La prima centrale nucleare italiana fu costruita a Latina: si trattava di quella basata su tecnologia inglese. Fu ultimata nel 1963 e deteneva, al momento della sua costruzione, il primato, in termini di potenza, a livello europeo – 160 MWe lordi. Seconda in ordine temporale la centrale nucleare di Sessa Aurunca, in provincia di Caserta. Il disegno dell’impianto fu di Riccardo Morandi, ingegnere e accademico che progettò anche il viadotto Polcevera a Genova, crollato nel 2018. Nel 1964 un consorzio misto di produttori privati e pubblici portò a termine la Centrale elettronucleare Enrico Fermi, all’epoca della sua costruzione la più potente al mondo: con un unico reattore, infatti, l’impianto era in grado di sprigionare 260 MW di potenza. Come sito per l’edificazione venne scelto il comune di Trino, in provincia di Vercelli. A sei anni di distanza dall’impianto piemontese, venne ultimata una quarta centrale nucleare a Caorso, in provincia di Piacenza. Molti anni dopo, nel 1982, fu quindi messa in cantiere la centrale elettronucleare Montalto di Castro, in provincia di Viterbo: il progetto prevedeva due reattori da 982 MW di potenza elettrica netta ciascuno, basati su tecnologia BWR. Attualmente quella di Montalto è una cattedrale nel deserto, un edificio vuoto e in decadenza, che testimonia, nella sua interruzione in corso d’opera, un evento segnante nella storia italiana del nucleare.

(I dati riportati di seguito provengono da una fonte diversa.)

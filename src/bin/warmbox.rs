use anyhow::Result;

#[tokio::main]
async fn main() -> Result<()> {
    warmbox::cli::run().await
}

Qualche preoccupazione la destò già un guasto a Sessa Aurunca, che comportò lo spegnimento di tutto l’impianto. L’incidente di Chernobyl del 1986 naturalmente ebbe un forte impatto sull’opinione pubblica italiana e non solo: inizialmente tenuto nascosto dalle autorità dell’allora Repubblica Socialista Sovietica dell’Ucraina, è ad oggi l’incidente nucleare più grave della Storia, con conseguenze che si estesero oltre i confini nazionali.

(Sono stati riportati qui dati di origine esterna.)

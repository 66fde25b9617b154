/// Execution pipeline
///
/// Runs one request end to end: resolve the language profile, obtain a
/// sandbox, prepare the workspace, inject the source, execute and capture.
/// The pooled strategy borrows a warm sandbox through a lease; the one-shot
/// strategy creates a dedicated sandbox and removes it afterwards.
use crate::config::presets::LanguageProfile;
use crate::config::types::{
    ExecOutput, ExecutionMode, ExecutionRequest, ExecutionResult, Result, SandboxId, Stage,
    WarmboxError,
};
use crate::core::pool::{SandboxLease, SandboxPool};
use crate::runtime::{Deadline, SandboxRuntime, SandboxSpec};
use std::sync::Arc;
use std::time::{Duration, Instant};

/// Per-pipeline settings
#[derive(Debug, Clone)]
pub struct PipelineSettings {
    /// Directory inside the sandbox that receives the source file
    pub workspace: String,
    /// Bound on every engine call of one request
    pub timeout: Option<Duration>,
    pub mode: ExecutionMode,
}

impl Default for PipelineSettings {
    fn default() -> Self {
        Self {
            workspace: "/app".to_string(),
            timeout: None,
            mode: ExecutionMode::Pooled,
        }
    }
}

pub struct ExecutionPipeline {
    pool: Arc<SandboxPool>,
    settings: PipelineSettings,
}

/// Decrements the active-requests gauge however the request ends
struct ActiveRequest<'a>(&'a SandboxPool);

impl<'a> ActiveRequest<'a> {
    fn enter(pool: &'a SandboxPool) -> Self {
        pool.metrics().active_requests.inc();
        Self(pool)
    }
}

impl Drop for ActiveRequest<'_> {
    fn drop(&mut self) {
        self.0.metrics().active_requests.dec();
    }
}

/// Removes a one-shot sandbox if the request is dropped before cleanup ran
struct Teardown {
    runtime: Arc<dyn SandboxRuntime>,
    id: Option<SandboxId>,
}

impl Teardown {
    async fn finish(mut self) {
        if let Some(id) = self.id.take() {
            if let Err(err) = self.runtime.remove(&id).await {
                log::warn!("Failed to remove one-shot sandbox {}: {}", id.short(), err);
            }
        }
    }
}

impl Drop for Teardown {
    fn drop(&mut self) {
        let Some(id) = self.id.take() else {
            return;
        };
        let runtime = Arc::clone(&self.runtime);
        match tokio::runtime::Handle::try_current() {
            Ok(handle) => {
                handle.spawn(async move {
                    if let Err(err) = runtime.remove(&id).await {
                        log::warn!("Failed to remove one-shot sandbox {}: {}", id.short(), err);
                    }
                });
            }
            Err(_) => log::warn!("One-shot sandbox {} leaked: no runtime for cleanup", id.short()),
        }
    }
}

impl ExecutionPipeline {
    pub fn new(pool: Arc<SandboxPool>, settings: PipelineSettings) -> Self {
        Self { pool, settings }
    }

    pub fn pool(&self) -> &Arc<SandboxPool> {
        &self.pool
    }

    pub fn settings(&self) -> &PipelineSettings {
        &self.settings
    }

    pub async fn submit(&self, request: &ExecutionRequest) -> Result<ExecutionResult> {
        self.run(&request.language, &request.code).await
    }

    /// Run `code` with the configured strategy. A non-zero exit status or
    /// stderr output is a normal result, not an error.
    pub async fn run(&self, language: &str, code: &[u8]) -> Result<ExecutionResult> {
        self.run_with_mode(language, code, self.settings.mode).await
    }

    pub async fn run_with_mode(
        &self,
        language: &str,
        code: &[u8],
        mode: ExecutionMode,
    ) -> Result<ExecutionResult> {
        let started = Instant::now();
        let _active = ActiveRequest::enter(&self.pool);

        let outcome = match self.pool.registry().resolve(language) {
            Ok(profile) => {
                let deadline = Deadline::from_timeout(self.settings.timeout);
                match mode {
                    ExecutionMode::Pooled => self.run_pooled(profile, code, deadline).await,
                    ExecutionMode::OneShot => self.run_one_shot(profile, code, deadline).await,
                }
            }
            Err(err) => Err(err),
        };

        let elapsed = started.elapsed();
        self.pool
            .metrics()
            .record_request(outcome.as_ref().err().map(WarmboxError::class), elapsed);

        let duration_ms = elapsed.as_millis() as u64;
        match outcome {
            Ok((output, id)) => {
                log::debug!(
                    "{} request on {} finished in {}ms with exit {:?}",
                    language,
                    id.short(),
                    duration_ms,
                    output.exit_code
                );
                Ok(ExecutionResult::from_output(output, id, duration_ms))
            }
            Err(err) => {
                if err.is_client_error() {
                    log::info!("Rejected {} request: {}", language, err);
                } else {
                    log::error!("{} request failed after {}ms: {}", language, duration_ms, err);
                }
                Err(err)
            }
        }
    }

    async fn run_pooled(
        &self,
        profile: &LanguageProfile,
        code: &[u8],
        deadline: Deadline,
    ) -> Result<(ExecOutput, SandboxId)> {
        let lease = deadline
            .run(Stage::Acquire, self.pool.acquire(&profile.language))
            .await?;

        let outcome = self.drive(&lease, profile, code, deadline).await;
        let id = lease.id().clone();

        match outcome {
            // The program may still be running; the sandbox cannot be reused
            Err(err @ WarmboxError::Timeout { .. }) => {
                drop(lease.discard());
                Err(err)
            }
            Err(err) => {
                lease.release();
                Err(err)
            }
            Ok(output) => {
                lease.release();
                Ok((output, id))
            }
        }
    }

    async fn drive(
        &self,
        lease: &SandboxLease,
        profile: &LanguageProfile,
        code: &[u8],
        deadline: Deadline,
    ) -> Result<ExecOutput> {
        let runtime = self.pool.runtime();
        let id = lease.id();
        let workspace = self.settings.workspace.as_str();
        let file = profile.source_path(workspace);

        deadline
            .run(Stage::PrepareWorkspace, runtime.ensure_directory(id, workspace))
            .await?;
        deadline
            .run(Stage::InjectCode, runtime.inject_file(id, code, &file))
            .await?;
        deadline
            .run(Stage::Execute, runtime.execute(id, &profile.run_command(&file)))
            .await
    }

    async fn run_one_shot(
        &self,
        profile: &LanguageProfile,
        code: &[u8],
        deadline: Deadline,
    ) -> Result<(ExecOutput, SandboxId)> {
        let runtime = Arc::clone(self.pool.runtime());
        let workspace = self.settings.workspace.as_str();
        let file = profile.source_path(workspace);
        let spec = SandboxSpec::one_shot(
            &profile.image,
            &profile.language,
            profile.run_command(&file),
            workspace,
        );

        deadline
            .run(Stage::Acquire, self.pool.prepare_image(&profile.image))
            .await?;
        let id = deadline
            .run(Stage::Acquire, runtime.create(&spec))
            .await?;
        let teardown = Teardown {
            runtime: Arc::clone(&runtime),
            id: Some(id.clone()),
        };

        let outcome = self
            .drive_one_shot(runtime.as_ref(), &id, code, &file, deadline)
            .await;

        teardown.finish().await;
        outcome.map(|output| (output, id))
    }

    async fn drive_one_shot(
        &self,
        runtime: &dyn SandboxRuntime,
        id: &SandboxId,
        code: &[u8],
        file: &str,
        deadline: Deadline,
    ) -> Result<ExecOutput> {
        deadline
            .run(Stage::InjectCode, runtime.inject_file(id, code, file))
            .await?;
        deadline.run(Stage::Execute, runtime.start(id)).await?;
        deadline.run(Stage::Wait, runtime.wait(id)).await
    }
}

Il referendum popolare italiano dell’8 novembre 1987 poneva ai cittadini tre questi sull’energia nucleare: il primo proponeva l’abolizione dell’intervento statale nel caso in cui un comune non avesse concesso un sito per l’apertura di una centrale nucleare; il secondo proponeva abrogazione dei contributi statali per gli enti locali per la presenza sui loro territori di centrali nucleari; il terzo intendeva impedire all’Enel di partecipare all’estero alla costruzione di centrali nucleari.
Stante il superamento del quorum, con il 65,1% di cittadini recatisi alle urne per la consultazione, tutti e tre le proposte furono accolte con ampio margine di consenso dagli italiani. Anche se, formalmente, nessuno dei quesiti referendari chiedeva la chiusura degli impianti nucleari o l’interruzione dei progetti in corso – a Trino era in costruzione, tra l’altro, un secondo impianto – gli effetti delle nuove disposizioni minarono indirettamente gli sforzi nucleari italiano, al punto che, tra il 1988 e il 1990, i governi in carica posero termine all’esperienza nucleare sul territorio nazionale.
Le tre centrali, all’epoca ancora funzionanti, di Latina, Trino e Caorso vennero chiuse.